▶ [What you need to do]: Please return every line in the following data that includes the string "long".

Stored data entries
━━━━━━
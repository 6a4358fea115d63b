//! Session State (C1): per-invocation mutable bookkeeping. One [`Session`] is created per upload
//! attempt-set (the main archive and, for Reboot-with-DRI, a second fresh session for the DRI
//! archive — see SPEC_FULL.md §4.2.2).

use camino::Utf8PathBuf;

use crate::context::Channel;

#[derive(Debug, Clone, Copy, PartialEq, Eq)]
pub enum UploadOutcome {
    Success,
    Failed,
    Retry,
    Aborted,
}

#[derive(Debug, Clone, Default)]
pub struct ChannelAttempts {
    pub count: u32,
    pub last_http_status: u16,
    pub last_transport_code: i32,
}

#[derive(Debug, Clone)]
pub struct Session {
    pub primary: Option<Channel>,
    pub fallback: Option<Channel>,
    pub direct: ChannelAttempts,
    pub codebig: ChannelAttempts,
    pub used_fallback: bool,
    pub success: bool,
    /// Which channel the successful attempt landed on, if any.
    pub succeeded_channel: Option<Channel>,
    pub archive_name: Option<Utf8PathBuf>,
    pub presigned_url: Option<String>,
}

impl Default for Session {
    fn default() -> Self {
        Self {
            primary: None,
            fallback: None,
            direct: ChannelAttempts::default(),
            codebig: ChannelAttempts::default(),
            used_fallback: false,
            success: false,
            succeeded_channel: None,
            archive_name: None,
            presigned_url: None,
        }
    }
}

impl Session {
    pub fn new() -> Self {
        Self::default()
    }

    pub fn attempts(&self, channel: Channel) -> &ChannelAttempts {
        match channel {
            Channel::Direct => &self.direct,
            Channel::CodeBig => &self.codebig,
        }
    }

    pub fn attempts_mut(&mut self, channel: Channel) -> &mut ChannelAttempts {
        match channel {
            Channel::Direct => &mut self.direct,
            Channel::CodeBig => &mut self.codebig,
        }
    }

    pub fn record_attempt(&mut self, channel: Channel, http_status: u16, transport_code: i32) {
        let attempts = self.attempts_mut(channel);
        attempts.count += 1;
        attempts.last_http_status = http_status;
        attempts.last_transport_code = transport_code;
    }

    /// Was this channel attempted at all this invocation?
    pub fn was_attempted(&self, channel: Channel) -> bool {
        self.attempts(channel).count > 0
    }

    /// Did this channel get attempted but never end up as the successful one?
    pub fn attempted_and_failed(&self, channel: Channel) -> bool {
        self.was_attempted(channel) && self.succeeded_channel != Some(channel)
    }

    pub fn mark_success(&mut self, channel: Channel) {
        self.success = true;
        self.succeeded_channel = Some(channel);
    }

    pub fn swap_channels(&mut self) {
        std::mem::swap(&mut self.primary, &mut self.fallback);
        self.used_fallback = true;
    }
}
//! Configuration Loader (C12): layers CLI flags over an optional TOML settings document into a
//! typed [`AgentConfig`], the same two-step shape `compute_ctl` uses (parse `clap::Command`, then
//! fold a spec document's fields on top of/under the CLI-supplied values).

use std::fs;
use std::path::Path;
use std::time::Duration;

use anyhow::{Context, Result};
use camino::Utf8PathBuf;
use clap::{Arg, ArgAction};

use crate::context::{CertificatePaths, Endpoints, Flags, Paths, RetryPolicy, Settings};
use crate::error::AgentError;

const DEFAULT_LOG_PATH: &str = "/opt/logs";
const OCSP_STAPLING_MARKER: &str = "/tmp/.EnableOCSPStapling";
const OCSP_CA_MARKER: &str = "/tmp/.EnableOCSPCA";

#[derive(Debug, Clone)]
pub struct AgentConfig {
    pub mac_colon: String,
    pub device_type: String,
    pub build_type: String,
    pub paths: Paths,
    pub endpoints: Endpoints,
    pub flags: Flags,
    pub settings: Settings,
    pub retry_policy: RetryPolicy,
    pub certs: CertificatePaths,
    pub dry_run: bool,
}

/// Raw document shape for `--config`. Every field is optional; absence means "use the CLI value or
/// the built-in default."
#[derive(Debug, Default, serde::Deserialize)]
struct ConfigFile {
    #[serde(rename = "LOG_PATH")]
    log_path: Option<String>,
    #[serde(rename = "DCM_LOG_PATH")]
    dcm_log_path: Option<String>,
    #[serde(rename = "DRI_LOG_PATH")]
    dri_log_path: Option<String>,
    rrd_archive_path: Option<String>,
    #[serde(rename = "LOG_UPLOAD_ENDPOINT_URL")]
    upload_url: Option<String>,
    proxy_bucket_host: Option<String>,
    codebig_bearer_token: Option<String>,
    #[serde(rename = "EncryptCloudUpload.Enable")]
    encrypt_cloud_upload: Option<bool>,
    #[serde(rename = "UploadLogsOnUnscheduledReboot.Disable")]
    upload_on_unscheduled_reboot_disable: Option<bool>,
    privacy_opt_out: Option<bool>,
    include_pcap: Option<bool>,
    include_dri: Option<bool>,
    tls_enabled: Option<bool>,
    direct_channel_blocked: Option<bool>,
    codebig_channel_blocked: Option<bool>,
    direct_max_attempts: Option<u32>,
    codebig_max_attempts: Option<u32>,
    http_timeout_secs: Option<u64>,
    tls_handshake_timeout_secs: Option<u64>,
    client_cert: Option<String>,
    client_key: Option<String>,
    ca_bundle: Option<String>,
    cert_dir: Option<String>,
    telemetry_dir: Option<String>,
    temp_dir: Option<String>,
}

/// CLI-level arguments, built/parsed with the same `clap::Command` builder style as `compute_ctl`.
#[derive(Debug, Clone)]
pub struct AgentCliArgs {
    pub mac: String,
    pub device_type: String,
    pub build_type: String,
    pub config_path: Option<Utf8PathBuf>,
    pub rrd_flag: bool,
    pub dcm_flag: bool,
    pub flag: bool,
    pub upload_on_reboot: bool,
    pub trigger_type: u8,
    pub dry_run: bool,
}

pub fn cli() -> clap::Command {
    clap::Command::new("upload_stblogs")
        .version(option_env!("CARGO_PKG_VERSION").unwrap_or("unknown"))
        .arg(
            Arg::new("mac")
                .long("mac")
                .value_name("MAC_ADDRESS")
                .required(true),
        )
        .arg(
            Arg::new("device-type")
                .long("device-type")
                .value_name("DEVICE_TYPE")
                .default_value("generic"),
        )
        .arg(
            Arg::new("build-type")
                .long("build-type")
                .value_name("BUILD_TYPE")
                .default_value("prod"),
        )
        .arg(
            Arg::new("config")
                .short('c')
                .long("config")
                .value_name("CONFIG_TOML"),
        )
        .arg(
            Arg::new("rrd-flag")
                .long("rrd-flag")
                .action(ArgAction::SetTrue),
        )
        .arg(
            Arg::new("dcm-flag")
                .long("dcm-flag")
                .action(ArgAction::SetTrue),
        )
        .arg(Arg::new("flag").long("flag").action(ArgAction::SetTrue))
        .arg(
            Arg::new("upload-on-reboot")
                .long("upload-on-reboot")
                .action(ArgAction::SetTrue),
        )
        .arg(
            Arg::new("trigger-type")
                .long("trigger-type")
                .value_name("TRIGGER_TYPE")
                .value_parser(clap::value_parser!(u8))
                .default_value("0"),
        )
        .arg(
            Arg::new("dry-run")
                .long("dry-run")
                .action(ArgAction::SetTrue)
                .help("Skip network I/O; log the actions that would be taken"),
        )
}

impl AgentCliArgs {
    pub fn from_matches(matches: &clap::ArgMatches) -> Self {
        Self {
            mac: matches.get_one::<String>("mac").cloned().unwrap_or_default(),
            device_type: matches
                .get_one::<String>("device-type")
                .cloned()
                .unwrap_or_else(|| "generic".to_string()),
            build_type: matches
                .get_one::<String>("build-type")
                .cloned()
                .unwrap_or_else(|| "prod".to_string()),
            config_path: matches.get_one::<String>("config").map(Utf8PathBuf::from),
            rrd_flag: matches.get_flag("rrd-flag"),
            dcm_flag: matches.get_flag("dcm-flag"),
            flag: matches.get_flag("flag"),
            upload_on_reboot: matches.get_flag("upload-on-reboot"),
            trigger_type: *matches.get_one::<u8>("trigger-type").unwrap_or(&0),
            dry_run: matches.get_flag("dry-run"),
        }
    }
}

impl AgentConfig {
    pub fn load(args: AgentCliArgs) -> Result<AgentConfig> {
        if args.mac.is_empty() {
            return Err(AgentError::InvalidArgument("mac address is required".into()).into());
        }

        let file = match &args.config_path {
            Some(path) => read_config_file(path.as_std_path())
                .with_context(|| format!("reading config file {path}"))?,
            None => ConfigFile::default(),
        };

        let log_path = file.log_path.clone().unwrap_or_else(|| DEFAULT_LOG_PATH.to_string());
        let main_log_dir = Utf8PathBuf::from(&log_path);

        let upload_url = file
            .upload_url
            .clone()
            .ok_or_else(|| AgentError::Config("LOG_UPLOAD_ENDPOINT_URL is required".into()))?;

        let paths = Paths {
            previous_boot_log_dir: main_log_dir.join("previousboot"),
            previous_boot_backup_dir: main_log_dir.join("previousboot_backup"),
            dcm_batch_dir: file
                .dcm_log_path
                .map(Utf8PathBuf::from)
                .unwrap_or_else(|| Utf8PathBuf::from("/tmp/dcm")),
            dri_log_dir: file
                .dri_log_path
                .map(Utf8PathBuf::from)
                .unwrap_or_else(|| main_log_dir.join("dri")),
            telemetry_dir: file
                .telemetry_dir
                .map(Utf8PathBuf::from)
                .unwrap_or_else(|| Utf8PathBuf::from("/opt/telemetry")),
            temp_dir: file
                .temp_dir
                .map(Utf8PathBuf::from)
                .unwrap_or_else(|| Utf8PathBuf::from("/tmp")),
            cert_dir: file
                .cert_dir
                .map(Utf8PathBuf::from)
                .unwrap_or_else(|| Utf8PathBuf::from("/etc/ssl/certs/stb")),
            rrd_archive_path: file
                .rrd_archive_path
                .map(Utf8PathBuf::from)
                .unwrap_or_else(|| Utf8PathBuf::from("/tmp/rrd_upload.tgz")),
            main_log_dir,
        };

        let endpoints = Endpoints {
            upload_url,
            proxy_bucket_host: file.proxy_bucket_host.clone(),
            codebig_bearer_token: file.codebig_bearer_token.clone().unwrap_or_default(),
        };

        let flags = Flags {
            rrd_flag: args.rrd_flag,
            dcm_flag: args.dcm_flag,
            flag: args.flag,
            upload_on_reboot: args.upload_on_reboot,
            trigger_type: args.trigger_type,
        };

        let ocsp_enabled = Path::new(OCSP_STAPLING_MARKER).exists() || Path::new(OCSP_CA_MARKER).exists();

        let settings = Settings {
            privacy_opt_out: file.privacy_opt_out.unwrap_or(false),
            ocsp_enabled,
            encrypt_cloud_upload: file.encrypt_cloud_upload.unwrap_or(false),
            direct_channel_blocked_override: file.direct_channel_blocked.unwrap_or(false),
            codebig_channel_blocked_override: file.codebig_channel_blocked.unwrap_or(false),
            include_pcap: file.include_pcap.unwrap_or(false),
            include_dri: file.include_dri.unwrap_or(false),
            tls_enabled: file.tls_enabled.unwrap_or(true),
            upload_logs_on_unscheduled_reboot_disabled: file
                .upload_on_unscheduled_reboot_disable
                .unwrap_or(false),
        };

        let mut retry_policy = RetryPolicy::default();
        if let Some(v) = file.direct_max_attempts {
            retry_policy.direct_max_attempts = v;
        }
        if let Some(v) = file.codebig_max_attempts {
            retry_policy.codebig_max_attempts = v;
        }
        if let Some(v) = file.http_timeout_secs {
            retry_policy.http_timeout = Duration::from_secs(v);
        }
        if let Some(v) = file.tls_handshake_timeout_secs {
            retry_policy.tls_handshake_timeout = Duration::from_secs(v);
        }

        let certs = CertificatePaths {
            client_cert: file
                .client_cert
                .map(Utf8PathBuf::from)
                .unwrap_or_else(|| Utf8PathBuf::from("/etc/ssl/certs/stb/client.crt")),
            client_key: file
                .client_key
                .map(Utf8PathBuf::from)
                .unwrap_or_else(|| Utf8PathBuf::from("/etc/ssl/certs/stb/client.key")),
            ca_bundle: file
                .ca_bundle
                .map(Utf8PathBuf::from)
                .unwrap_or_else(|| Utf8PathBuf::from("/etc/ssl/certs/stb/ca.pem")),
        };

        Ok(AgentConfig {
            mac_colon: args.mac,
            device_type: args.device_type,
            build_type: args.build_type,
            paths,
            endpoints,
            flags,
            settings,
            retry_policy,
            certs,
            dry_run: args.dry_run,
        })
    }
}

fn read_config_file(path: &Path) -> Result<ConfigFile> {
    let text = fs::read_to_string(path).with_context(|| format!("reading {}", path.display()))?;
    let doc: ConfigFile = toml_edit::de::from_str(&text)
        .with_context(|| format!("parsing {} as TOML", path.display()))?;
    Ok(doc)
}

#[cfg(test)]
mod tests {
    use super::*;

    #[test]
    fn load_requires_mac() {
        let args = AgentCliArgs {
            mac: String::new(),
            device_type: "generic".into(),
            build_type: "prod".into(),
            config_path: None,
            rrd_flag: false,
            dcm_flag: false,
            flag: false,
            upload_on_reboot: false,
            trigger_type: 0,
            dry_run: false,
        };
        assert!(AgentConfig::load(args).is_err());
    }

    #[test]
    fn load_requires_upload_url_from_config_file() {
        let args = AgentCliArgs {
            mac: "AA:BB:CC:DD:EE:FF".into(),
            device_type: "generic".into(),
            build_type: "prod".into(),
            config_path: None,
            rrd_flag: false,
            dcm_flag: false,
            flag: false,
            upload_on_reboot: false,
            trigger_type: 0,
            dry_run: false,
        };
        let err = AgentConfig::load(args).unwrap_err();
        assert!(err.to_string().contains("LOG_UPLOAD_ENDPOINT_URL") || format!("{err:?}").contains("LOG_UPLOAD_ENDPOINT_URL"));
    }

    #[test]
    fn verify_cli() {
        cli().debug_assert();
    }
}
━━━━━━
▶ [Exercise answer]:
                .long("mac")
                .long("device-type")
                .long("build-type")
                .long("config")
                .long("rrd-flag")
                .long("dcm-flag")
        .arg(Arg::new("flag").long("flag").action(ArgAction::SetTrue))
                .long("upload-on-reboot")
                .long("trigger-type")
                .long("dry-run")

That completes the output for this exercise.